Chapter 14. Tied Variables
Some human endeavors require a disguise. Sometimes the intent is to deceive, but more often, the intent is to communicate something true at a deeper level. For instance, many job interviewers expect you to dress up in a tie to indicate that you're seriously interested in fitting in, even though both of you know you'll never wear a tie on the job. It's odd when you think about it: tying a piece of cloth around your neck can magically get you a job. In Perl culture, the tie operator plays a similar role: it lets you create a seemingly normal variable that, behind the disguise, is actually a full-fledged Perl object that is expected to have an interesting personality of its own. It's just an odd bit of magic, like pulling Bugs Bunny out of a hat.

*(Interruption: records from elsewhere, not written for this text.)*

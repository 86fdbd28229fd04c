//! CLI error types with miette diagnostics.
//!
//! Maps `CoreError` variants into user-facing errors with actionable help text.

use miette::Diagnostic;
use thiserror::Error;

use captivenet_config::ConfigError;
use captivenet_core::CoreError;

/// Process exit codes.
pub mod exit_code {
    pub const GENERAL: i32 = 1;
    pub const USAGE: i32 = 2;
    pub const NOT_FOUND: i32 = 4;
    pub const PERMISSION: i32 = 5;
    pub const CONFLICT: i32 = 6;
    pub const LOCKED: i32 = 7;
}

#[derive(Debug, Error, Diagnostic)]
pub enum CliError {
    // ── Resources ────────────────────────────────────────────────────

    #[error("{resource_type} '{identifier}' not found")]
    #[diagnostic(
        code(captivenet::not_found),
        help("Run: captivenet {list_command} to see available {resource_type}s")
    )]
    NotFound {
        resource_type: String,
        identifier: String,
        list_command: String,
    },

    #[error("Session {id} is already closed ({status})")]
    #[diagnostic(code(captivenet::session_closed))]
    SessionClosed { id: String, status: String },

    #[error("Cannot move {entity} from {from} to {to}")]
    #[diagnostic(code(captivenet::invalid_transition))]
    InvalidTransition {
        entity: String,
        from: String,
        to: String,
    },

    // ── Vouchers ─────────────────────────────────────────────────────

    #[error("{message}")]
    #[diagnostic(
        code(captivenet::voucher_rejected),
        help("Codes are 8 letters or digits. Run: captivenet vouchers list")
    )]
    VoucherRejected { message: String },

    #[error("Too many failed attempts from this device")]
    #[diagnostic(
        code(captivenet::redemption_locked),
        help("Try again in {remaining_secs}s.")
    )]
    RedemptionLocked { remaining_secs: i64 },

    // ── Authorization ────────────────────────────────────────────────

    #[error("Role {role} may not {action}")]
    #[diagnostic(
        code(captivenet::permission_denied),
        help(
            "Act as a role that holds this permission with --role.\n\
             Run: captivenet policy show"
        )
    )]
    PermissionDenied { role: String, action: String },

    // ── Validation ───────────────────────────────────────────────────

    #[error("Invalid value for {field}: {reason}")]
    #[diagnostic(code(captivenet::validation))]
    Validation { field: String, reason: String },

    // ── Configuration ────────────────────────────────────────────────

    #[error("Configuration error: {0}")]
    #[diagnostic(
        code(captivenet::config),
        help("Inspect the effective settings with: captivenet config show")
    )]
    Config(#[from] ConfigError),

    #[error("Could not load fixture {path}: {reason}")]
    #[diagnostic(
        code(captivenet::fixture),
        help("Fixtures are JSON or YAML with plans, vouchers, accounts and sessions.")
    )]
    Fixture { path: String, reason: String },

    // ── Interactive ──────────────────────────────────────────────────

    #[error("Destructive operation '{action}' requires confirmation")]
    #[diagnostic(
        code(captivenet::confirmation_required),
        help("Use --yes (-y) to skip confirmation in non-interactive contexts.")
    )]
    NonInteractiveRequiresYes { action: String },

    // ── Internal ─────────────────────────────────────────────────────

    #[error("{0}")]
    #[diagnostic(code(captivenet::internal))]
    Internal(String),

    // ── IO / Serialization ────────────────────────────────────────────

    #[error(transparent)]
    Io(#[from] std::io::Error),
}

impl CliError {
    /// Map this error to an exit code for process termination.
    pub fn exit_code(&self) -> i32 {
        match self {
            Self::NotFound { .. } => exit_code::NOT_FOUND,
            Self::PermissionDenied { .. } => exit_code::PERMISSION,
            Self::SessionClosed { .. }
            | Self::InvalidTransition { .. }
            | Self::VoucherRejected { .. } => exit_code::CONFLICT,
            Self::RedemptionLocked { .. } => exit_code::LOCKED,
            Self::Validation { .. } | Self::NonInteractiveRequiresYes { .. } => exit_code::USAGE,
            Self::Config(_) | Self::Fixture { .. } | Self::Internal(_) | Self::Io(_) => {
                exit_code::GENERAL
            }
        }
    }
}

// ── CoreError → CliError mapping ─────────────────────────────────────

impl From<CoreError> for CliError {
    fn from(err: CoreError) -> Self {
        match err {
            CoreError::NotFound {
                entity_type,
                identifier,
            } => CliError::NotFound {
                list_command: format!("{entity_type}s list"),
                resource_type: entity_type,
                identifier,
            },

            CoreError::SessionClosed { id, status } => CliError::SessionClosed {
                id: id.to_string(),
                status: status.to_string(),
            },

            CoreError::InvalidTransition { entity, from, to } => {
                CliError::InvalidTransition { entity, from, to }
            }

            e @ (CoreError::InvalidCode { .. }
            | CoreError::CodeExpired { .. }
            | CoreError::CodeAlreadyUsed { .. }) => CliError::VoucherRejected {
                message: e.to_string(),
            },

            CoreError::RedemptionLocked { remaining_secs } => {
                CliError::RedemptionLocked { remaining_secs }
            }

            CoreError::PermissionDenied { role, action } => {
                CliError::PermissionDenied { role, action }
            }

            CoreError::InvalidAmount { amount, reason } => CliError::Validation {
                field: "amount".into(),
                reason: format!("{amount}: {reason}"),
            },

            e @ CoreError::OutOfOrderTick { .. } => CliError::Validation {
                field: "timestamp".into(),
                reason: e.to_string(),
            },

            CoreError::ValidationFailed { message } => CliError::Validation {
                field: "input".into(),
                reason: message,
            },

            CoreError::Config { message } => CliError::Config(ConfigError::Validation {
                field: "portal".into(),
                reason: message,
            }),

            e @ CoreError::ConsoleStopped => CliError::Internal(e.to_string()),

            CoreError::Internal(message) => CliError::Internal(message),
        }
    }
}
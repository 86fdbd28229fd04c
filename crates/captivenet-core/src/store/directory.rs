// ── Session directory ──
//
// The single writer of truth for many sessions. Views read snapshots;
// every mutation goes through here and is published to subscribers
// together with a lifecycle event.

use std::collections::BTreeMap;
use std::sync::Arc;
use std::sync::atomic::{AtomicU64, Ordering};

use chrono::{DateTime, Utc};
use dashmap::DashMap;
use dashmap::mapref::entry::Entry;
use serde::Serialize;
use tokio::sync::broadcast;
use tracing::{debug, info};

use super::collection::EntityCollection;
use crate::audit::{AuditAction, AuditLog, AuditRecord, AuditTarget};
use crate::command::UsageEvent;
use crate::error::CoreError;
use crate::event::SessionEvent;
use crate::model::{
    Dimension, RequestId, Session, SessionId, SessionOwner, SessionStatus, TerminateOutcome,
};
use crate::stream::{EntityStream, SessionFilter};

const EVENT_CHANNEL_SIZE: usize = 256;

/// Operator dashboard figures.
#[derive(Debug, Clone, Default, PartialEq, Eq, Serialize)]
pub struct DirectorySummary {
    pub total: usize,
    /// Sessions not yet closed.
    pub alive: usize,
    pub by_status: BTreeMap<SessionStatus, usize>,
    /// Bytes transferred across every session, open or closed.
    pub data_used_bytes: u64,
    pub time_used_secs: u64,
}

pub struct SessionDirectory {
    sessions: EntityCollection<SessionId, Session>,
    next_id: AtomicU64,
    /// Outcomes of quota extensions, keyed by the caller's request id.
    extensions: DashMap<RequestId, Result<SessionStatus, CoreError>>,
    events: broadcast::Sender<SessionEvent>,
    /// Expiries are written here as they latch.
    audit: Arc<AuditLog>,
}

impl Default for SessionDirectory {
    fn default() -> Self {
        Self::new()
    }
}
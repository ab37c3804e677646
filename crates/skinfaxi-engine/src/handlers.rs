//! Text-boundary entry points.
//!
//! Everything returned from here is renderable text: recoverable
//! failures are absorbed inside the pipeline, unrecoverable ones become
//! `"Error: ..."` strings, and a missing query short-circuits with a
//! fixed message before the pipeline runs.

use tracing::debug;

use crate::builder::build;
use crate::dispatch::execute;
use crate::intent::classify;
use crate::report::format_report;
use crate::services::Services;

/// Fixed response for a request without a query.
pub const MISSING_QUERY: &str = "Missing required parameter: query";

/// Default shot count when the caller doesn't specify one.
pub const DEFAULT_SHOTS: u32 = 1024;

/// Run the full classify → build → execute → format chain.
pub async fn handle_quantum_compute(services: &Services, query: &str, shots: u32) -> String {
    if query.trim().is_empty() {
        return MISSING_QUERY.to_string();
    }

    let request = classify(services.llm.as_ref(), query, shots).await;
    debug!(operation = %request.operation, qubits = request.qubit_count, "classified");

    let circuit = match build(&request) {
        Ok(circuit) => circuit,
        Err(err) => return format!("Error: {err}"),
    };

    let result = match execute(services, &circuit, shots).await {
        Ok(result) => result,
        Err(err) => return format!("Error: {err}"),
    };

    format_report(&request, &circuit, &result)
}

/// List remote backends, or explain how to enable them.
pub async fn handle_list_backends(services: &Services) -> String {
    let Some(ibm) = &services.ibm else {
        return "IBM Quantum not available. Using local simulator only.\n\n\
                To enable IBM Quantum:\n\
                1. Set IBM_QUANTUM_TOKEN in environment\n\
                2. Get token from: https://quantum.ibm.com/account"
            .to_string();
    };

    let backends = match ibm.backends().await {
        Ok(backends) => backends,
        Err(err) => return format!("Error listing backends: {err}"),
    };

    let mut out = format!("IBM Quantum Backends ({} found):\n\n", backends.len());
    for backend in &backends {
        out.push_str(&format!("• {}\n", backend.name));
        out.push_str(&format!("  - Qubits: {}\n", backend.num_qubits));
        out.push_str(&format!(
            "  - Status: {}\n",
            if backend.operational { "up" } else { "down" }
        ));
        out.push_str(&format!(
            "  - Simulator: {}\n\n",
            if backend.simulator { "yes" } else { "no" }
        ));
    }

    out
}

#[cfg(test)]
mod tests {
    use super::*;
    use crate::services::Config;

    async fn offline_services() -> Services {
        Services::init(&Config::offline()).await.unwrap()
    }

    #[tokio::test]
    async fn test_empty_query_short_circuits() {
        let services = offline_services().await;
        assert_eq!(
            handle_quantum_compute(&services, "", 1024).await,
            MISSING_QUERY
        );
        assert_eq!(
            handle_quantum_compute(&services, "   ", 1024).await,
            MISSING_QUERY
        );
    }

    #[tokio::test]
    async fn test_list_backends_without_token() {
        let services = offline_services().await;
        let listing = handle_list_backends(&services).await;
        assert!(listing.contains("IBM_QUANTUM_TOKEN"));
        assert!(listing.contains("local simulator only"));
    }
}
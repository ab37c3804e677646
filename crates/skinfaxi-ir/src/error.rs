//! Error types for the IR crate.

use thiserror::Error;

/// Errors that can occur while building or transforming circuits.
#[derive(Debug, Error)]
#[non_exhaustive]
pub enum IrError {
    /// A qubit index is outside the circuit's register.
    #[error("Qubit index {index} out of range (circuit has {num_qubits} qubits)")]
    QubitOutOfRange {
        /// The offending index.
        index: u32,
        /// Number of qubits in the circuit.
        num_qubits: usize,
    },

    /// A classical bit index is outside the circuit's register.
    #[error("Classical bit index {index} out of range (circuit has {num_clbits} bits)")]
    ClbitOutOfRange {
        /// The offending index.
        index: u32,
        /// Number of classical bits in the circuit.
        num_clbits: usize,
    },

    /// An instruction received an invalid operand combination.
    #[error("Invalid instruction: {0}")]
    InvalidInstruction(String),

    /// An unknown gate name was requested.
    #[error("Unknown gate: {0}")]
    UnknownGate(String),
}

/// Result type for IR operations.
pub type IrResult<T> = Result<T, IrError>;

Put another way, the funny characters
$
, @
, %
, or
*
in front of a variable name tell Perl and its
programmers a great deal--they each imply a particular set of archetypal
behaviors. You can warp those behaviors in various useful ways with
tie
, by associating the variable with a class that
implements a new set of behaviors. For instance, you can create a
regular Perl hash, and then tie
it to a class that makes the hash into a database, so that when you read values from the hash, Perl magically fetches data from an external database file, and when you set values in the hash, Perl magically stores data in the external database file. In this case, "magically" means "transparently doing something very complicated". You ...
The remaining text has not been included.